■ **THE TASK**
Output a verbatim copy of the data, cut off after the line that contains "pub fn to_css(self)".

___ RECORDS FOR THIS EXERCISE

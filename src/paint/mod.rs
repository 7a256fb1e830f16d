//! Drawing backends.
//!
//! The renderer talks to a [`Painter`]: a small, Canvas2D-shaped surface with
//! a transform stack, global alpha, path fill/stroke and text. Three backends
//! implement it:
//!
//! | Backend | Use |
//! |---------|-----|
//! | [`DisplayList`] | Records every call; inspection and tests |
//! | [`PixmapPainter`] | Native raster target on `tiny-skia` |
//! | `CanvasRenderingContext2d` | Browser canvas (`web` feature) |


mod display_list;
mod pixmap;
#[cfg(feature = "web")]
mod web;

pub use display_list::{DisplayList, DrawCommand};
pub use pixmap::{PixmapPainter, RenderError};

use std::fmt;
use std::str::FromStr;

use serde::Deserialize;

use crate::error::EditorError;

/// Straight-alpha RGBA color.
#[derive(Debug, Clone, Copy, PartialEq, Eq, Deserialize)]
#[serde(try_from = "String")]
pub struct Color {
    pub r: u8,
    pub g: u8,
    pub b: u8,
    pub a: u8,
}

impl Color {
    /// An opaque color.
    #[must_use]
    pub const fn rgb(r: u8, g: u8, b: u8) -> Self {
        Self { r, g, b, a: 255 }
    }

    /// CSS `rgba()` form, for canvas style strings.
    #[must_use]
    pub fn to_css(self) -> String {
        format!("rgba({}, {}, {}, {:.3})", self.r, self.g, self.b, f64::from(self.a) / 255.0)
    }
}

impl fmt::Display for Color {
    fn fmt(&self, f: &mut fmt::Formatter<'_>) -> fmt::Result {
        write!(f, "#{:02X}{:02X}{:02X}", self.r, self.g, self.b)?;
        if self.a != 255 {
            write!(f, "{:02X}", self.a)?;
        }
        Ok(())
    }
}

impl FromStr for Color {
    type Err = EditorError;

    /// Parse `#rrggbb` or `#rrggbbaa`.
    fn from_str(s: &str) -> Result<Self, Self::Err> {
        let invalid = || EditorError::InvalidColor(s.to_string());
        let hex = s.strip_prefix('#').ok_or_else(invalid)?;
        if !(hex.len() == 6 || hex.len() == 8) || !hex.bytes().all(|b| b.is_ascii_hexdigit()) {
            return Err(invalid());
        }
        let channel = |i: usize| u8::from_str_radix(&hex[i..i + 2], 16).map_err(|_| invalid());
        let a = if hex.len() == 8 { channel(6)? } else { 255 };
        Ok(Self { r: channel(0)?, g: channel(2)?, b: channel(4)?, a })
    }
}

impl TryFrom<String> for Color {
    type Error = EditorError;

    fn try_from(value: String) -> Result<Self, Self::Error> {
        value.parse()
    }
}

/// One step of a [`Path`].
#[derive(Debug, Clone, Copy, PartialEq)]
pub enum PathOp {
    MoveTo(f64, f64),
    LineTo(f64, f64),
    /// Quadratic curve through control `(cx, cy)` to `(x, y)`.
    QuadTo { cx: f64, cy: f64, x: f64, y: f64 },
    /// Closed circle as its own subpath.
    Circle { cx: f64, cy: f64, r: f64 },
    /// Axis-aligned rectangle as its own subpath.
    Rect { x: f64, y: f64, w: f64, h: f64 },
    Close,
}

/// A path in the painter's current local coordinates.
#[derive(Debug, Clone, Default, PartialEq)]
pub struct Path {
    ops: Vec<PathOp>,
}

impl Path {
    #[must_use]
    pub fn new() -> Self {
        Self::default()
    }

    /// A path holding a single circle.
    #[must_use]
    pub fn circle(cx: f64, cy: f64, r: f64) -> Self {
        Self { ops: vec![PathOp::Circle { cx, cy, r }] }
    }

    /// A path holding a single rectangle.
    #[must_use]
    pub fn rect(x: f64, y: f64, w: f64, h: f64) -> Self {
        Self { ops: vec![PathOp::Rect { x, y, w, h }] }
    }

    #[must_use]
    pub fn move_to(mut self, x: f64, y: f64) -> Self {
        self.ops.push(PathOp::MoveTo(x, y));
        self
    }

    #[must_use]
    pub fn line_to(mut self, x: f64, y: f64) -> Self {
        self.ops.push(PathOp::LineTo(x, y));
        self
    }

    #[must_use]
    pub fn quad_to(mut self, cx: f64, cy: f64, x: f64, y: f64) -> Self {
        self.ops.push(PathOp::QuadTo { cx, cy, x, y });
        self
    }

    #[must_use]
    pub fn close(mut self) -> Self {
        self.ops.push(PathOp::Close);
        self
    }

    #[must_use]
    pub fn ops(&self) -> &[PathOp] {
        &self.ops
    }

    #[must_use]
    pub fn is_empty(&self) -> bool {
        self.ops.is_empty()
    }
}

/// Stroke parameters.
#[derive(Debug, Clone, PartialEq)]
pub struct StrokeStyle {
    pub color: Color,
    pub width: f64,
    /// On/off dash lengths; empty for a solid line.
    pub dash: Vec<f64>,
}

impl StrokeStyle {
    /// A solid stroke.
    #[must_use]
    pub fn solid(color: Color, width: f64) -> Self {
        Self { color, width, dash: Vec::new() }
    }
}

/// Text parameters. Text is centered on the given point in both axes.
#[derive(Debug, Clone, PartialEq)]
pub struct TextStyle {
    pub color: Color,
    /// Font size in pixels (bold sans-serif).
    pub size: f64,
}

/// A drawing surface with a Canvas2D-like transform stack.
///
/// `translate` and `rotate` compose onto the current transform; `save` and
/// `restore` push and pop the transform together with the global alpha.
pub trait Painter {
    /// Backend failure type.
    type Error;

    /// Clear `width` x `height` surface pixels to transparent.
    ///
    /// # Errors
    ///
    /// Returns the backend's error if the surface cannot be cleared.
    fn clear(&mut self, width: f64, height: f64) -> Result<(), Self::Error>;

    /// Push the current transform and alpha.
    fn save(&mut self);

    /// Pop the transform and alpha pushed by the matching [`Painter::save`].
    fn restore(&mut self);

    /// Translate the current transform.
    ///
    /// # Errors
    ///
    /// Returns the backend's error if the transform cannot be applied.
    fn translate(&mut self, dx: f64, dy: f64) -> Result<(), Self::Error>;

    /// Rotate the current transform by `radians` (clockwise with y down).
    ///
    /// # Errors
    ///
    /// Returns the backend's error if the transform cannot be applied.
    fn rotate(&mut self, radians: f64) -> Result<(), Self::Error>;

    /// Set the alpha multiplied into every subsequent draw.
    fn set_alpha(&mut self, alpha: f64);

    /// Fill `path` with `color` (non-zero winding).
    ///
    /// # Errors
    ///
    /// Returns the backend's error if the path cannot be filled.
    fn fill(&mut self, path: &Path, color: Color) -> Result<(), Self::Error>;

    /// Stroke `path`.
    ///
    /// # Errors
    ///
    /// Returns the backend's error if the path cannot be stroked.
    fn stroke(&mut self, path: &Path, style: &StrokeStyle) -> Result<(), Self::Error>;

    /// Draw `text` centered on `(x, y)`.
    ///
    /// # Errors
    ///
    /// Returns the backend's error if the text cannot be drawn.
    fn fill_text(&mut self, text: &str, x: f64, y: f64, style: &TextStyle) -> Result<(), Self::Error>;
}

______

■ **RESULT FOR THIS TASK**
filename src/paint/mod.rs
repository 7a256fb1e830f16d
//! Drawing backends.
//!
//! The renderer talks to a [`Painter`]: a small, Canvas2D-shaped surface with
//! a transform stack, global alpha, path fill/stroke and text. Three backends
//! implement it:
//!
//! | Backend | Use |
//! |---------|-----|
//! | [`DisplayList`] | Records every call; inspection and tests |
//! | [`PixmapPainter`] | Native raster target on `tiny-skia` |
//! | `CanvasRenderingContext2d` | Browser canvas (`web` feature) |


mod display_list;
mod pixmap;
#[cfg(feature = "web")]
mod web;

pub use display_list::{DisplayList, DrawCommand};
pub use pixmap::{PixmapPainter, RenderError};

use std::fmt;
use std::str::FromStr;

use serde::Deserialize;

use crate::error::EditorError;

/// Straight-alpha RGBA color.
#[derive(Debug, Clone, Copy, PartialEq, Eq, Deserialize)]
#[serde(try_from = "String")]
pub struct Color {
    pub r: u8,
    pub g: u8,
    pub b: u8,
    pub a: u8,
}

impl Color {
    /// An opaque color.
    #[must_use]
    pub const fn rgb(r: u8, g: u8, b: u8) -> Self {
        Self { r, g, b, a: 255 }
    }

    /// CSS `rgba()` form, for canvas style strings.
    #[must_use]
    pub fn to_css(self) -> String {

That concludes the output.